═══ RECORDS FOR PROCESSING ═══
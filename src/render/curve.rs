//! Polyline helpers: gap splitting and monotone smoothing.

/// Split a sequence of optional points into runs of consecutive present points.
pub fn split_gaps(points: &[(f64, Option<f64>)]) -> Vec<Vec<(f64, f64)>> {
    let mut runs = Vec::new();
    let mut current = Vec::new();
    for &(x, y) in points {
        match y.filter(|v| v.is_finite()) {
            Some(y) => current.push((x, y)),
            None if !current.is_empty() => runs.push(std::mem::take(&mut current)),
            None => {}
        }
    }
    if !current.is_empty() {
        runs.push(current);
    }
    runs
}

/// Monotone cubic (Fritsch-Carlson) interpolation through `points`.
///
/// `x` must be strictly increasing. Each segment is sampled `samples` times;
/// the curve never leaves the vertical span of the two knots it joins.
pub fn monotone_path(points: &[(f64, f64)], samples: usize) -> Vec<(f64, f64)> {
    let n = points.len();
    if n < 3 || samples < 2 {
        return points.to_vec();
    }

    let secants: Vec<f64> = points
        .windows(2)
        .map(|w| (w[1].1 - w[0].1) / (w[1].0 - w[0].0))
        .collect();

    let mut tangents = vec![0.0; n];
    tangents[0] = secants[0];
    tangents[n - 1] = secants[n - 2];
    for k in 1..n - 1 {
        let (a, b) = (secants[k - 1], secants[k]);
        tangents[k] = if a * b <= 0.0 { 0.0 } else { (a + b) / 2.0 };
    }

    for k in 0..n - 1 {
        let d = secants[k];
        if d == 0.0 {
            tangents[k] = 0.0;
            tangents[k + 1] = 0.0;
            continue;
        }
        let alpha = tangents[k] / d;
        let beta = tangents[k + 1] / d;
        let norm = alpha * alpha + beta * beta;
        if norm > 9.0 {
            let tau = 3.0 / norm.sqrt();
            tangents[k] = tau * alpha * d;
            tangents[k + 1] = tau * beta * d;
        }
    }

    let mut out = Vec::with_capacity((n - 1) * samples + 1);
    out.push(points[0]);
    for k in 0..n - 1 {
        let (x0, y0) = points[k];
        let (x1, y1) = points[k + 1];
        let h = x1 - x0;
        for s in 1..=samples {
            let t = s as f64 / samples as f64;
            let t2 = t * t;
            let t3 = t2 * t;
            let h00 = 2.0 * t3 - 3.0 * t2 + 1.0;
            let h10 = t3 - 2.0 * t2 + t;
            let h01 = -2.0 * t3 + 3.0 * t2;
            let h11 = t3 - t2;
            let y = h00 * y0 + h10 * h * tangents[k] + h01 * y1 + h11 * h * tangents[k + 1];
            out.push((x0 + t * h, y));
        }
    }
    out
}
//! Domain types used throughout the pipeline.
//!
//! This module defines:
//!
//! - request parameters (`ChartRequest`, `Interval`, `ChartType`, `Timeframe`)
//! - fetched and bucketed data (`RawPoint`, `Series`, `DateKey`, `NormalizedSeries`)
//! - the refetch fingerprint (`Fingerprint`)

pub mod types;

pub use types::*;
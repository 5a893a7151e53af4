//! Data access: metric resolution, backend client, offline samples.

pub mod client;
pub mod fetch;
pub mod metric;
pub mod range;
pub mod sample;

pub use client::HttpSource;
pub use fetch::{ChartSeries, PointRequest, SeriesSource, fetch_chart_series, fetch_series};
pub use metric::{Metric, MetricSpec, resolve, resolve_secondary};
pub use range::{date_range, date_range_from};
pub use sample::SampleSource;
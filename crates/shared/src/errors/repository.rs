use sqlx::Error as SqlxError;
use thiserror::Error;

#[derive(Debug, Error)]
pub enum RepositoryError {
    #[error("Database error: {0}")]
    Sqlx(#[from] SqlxError),

    #[error("Not found")]
    NotFound,

    #[error("Custom: {0}")]
    Custom(String),
}

impl RepositoryError {
    /// The message reported by the store itself, without our own prefixes.
    pub fn store_message(&self) -> String {
        match self {
            RepositoryError::Sqlx(SqlxError::Database(db_err)) => db_err.message().to_string(),
            RepositoryError::Sqlx(err) => err.to_string(),
            RepositoryError::NotFound => "Not found".to_string(),
            RepositoryError::Custom(msg) => msg.clone(),
        }
    }
}
mod database;
mod myconfig;
mod store;

pub use self::database::{ConnectionManager, ConnectionPool};
pub use self::myconfig::Config;
pub use self::store::{
    STORE_URL_VAR, StoreAccess, StoreCredentials, create_admin_client, create_anon_client,
};
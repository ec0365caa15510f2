use serde::Deserialize;
use shared::domain::responses::OrderResponse;

pub const ALL_STATUSES: &str = "all";

/// Query string of the order list page.
#[derive(Debug, Clone, Default, Deserialize)]
pub struct DashboardQuery {
    #[serde(default)]
    pub search: String,
    #[serde(default)]
    pub status: Option<String>,
}

#[derive(Debug, Clone, PartialEq, Eq)]
pub enum StatusFilter {
    All,
    Only(String),
}

#[derive(Debug, Clone)]
pub struct OrderFilter {
    search: String,
    needle: String,
    status: StatusFilter,
}

impl OrderFilter {
    pub fn new(search: &str, status: Option<&str>) -> Self {
        let status = match status.map(str::trim) {
            None | Some("") | Some(ALL_STATUSES) => StatusFilter::All,
            Some(status) => StatusFilter::Only(status.to_string()),
        };

        Self {
            search: search.to_string(),
            needle: search.to_lowercase(),
            status,
        }
    }

    pub fn search(&self) -> &str {
        &self.search
    }

    pub fn status_value(&self) -> &str {
        match &self.status {
            StatusFilter::All => ALL_STATUSES,
            StatusFilter::Only(status) => status,
        }
    }

    /// Case-insensitive match on customer name, customer email or order id,
    /// combined with an exact status match.
    pub fn matches(&self, order: &OrderResponse) -> bool {
        let contains = |value: Option<&str>| {
            value.is_some_and(|value| value.to_lowercase().contains(&self.needle))
        };

        let id = order.id.to_string();
        let matches_search = contains(order.customer_name())
            || contains(order.customer_email())
            || contains(Some(&id));

        let matches_status = match &self.status {
            StatusFilter::All => true,
            StatusFilter::Only(status) => order.status == *status,
        };

        matches_search && matches_status
    }

    pub fn apply<'a>(&self, orders: &'a [OrderResponse]) -> Vec<&'a OrderResponse> {
        orders.iter().filter(|order| self.matches(order)).collect()
    }
}

impl From<&DashboardQuery> for OrderFilter {
    fn from(query: &DashboardQuery) -> Self {
        OrderFilter::new(&query.search, query.status.as_deref())
    }
}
═══
§ **TASK PROMPT**: Go through the entries and filter for lines holding the word "Deserialize"; copy each match.

§ **WRITTEN RESPONSE**:
use serde::Deserialize;
#[derive(Debug, Clone, Default, Deserialize)]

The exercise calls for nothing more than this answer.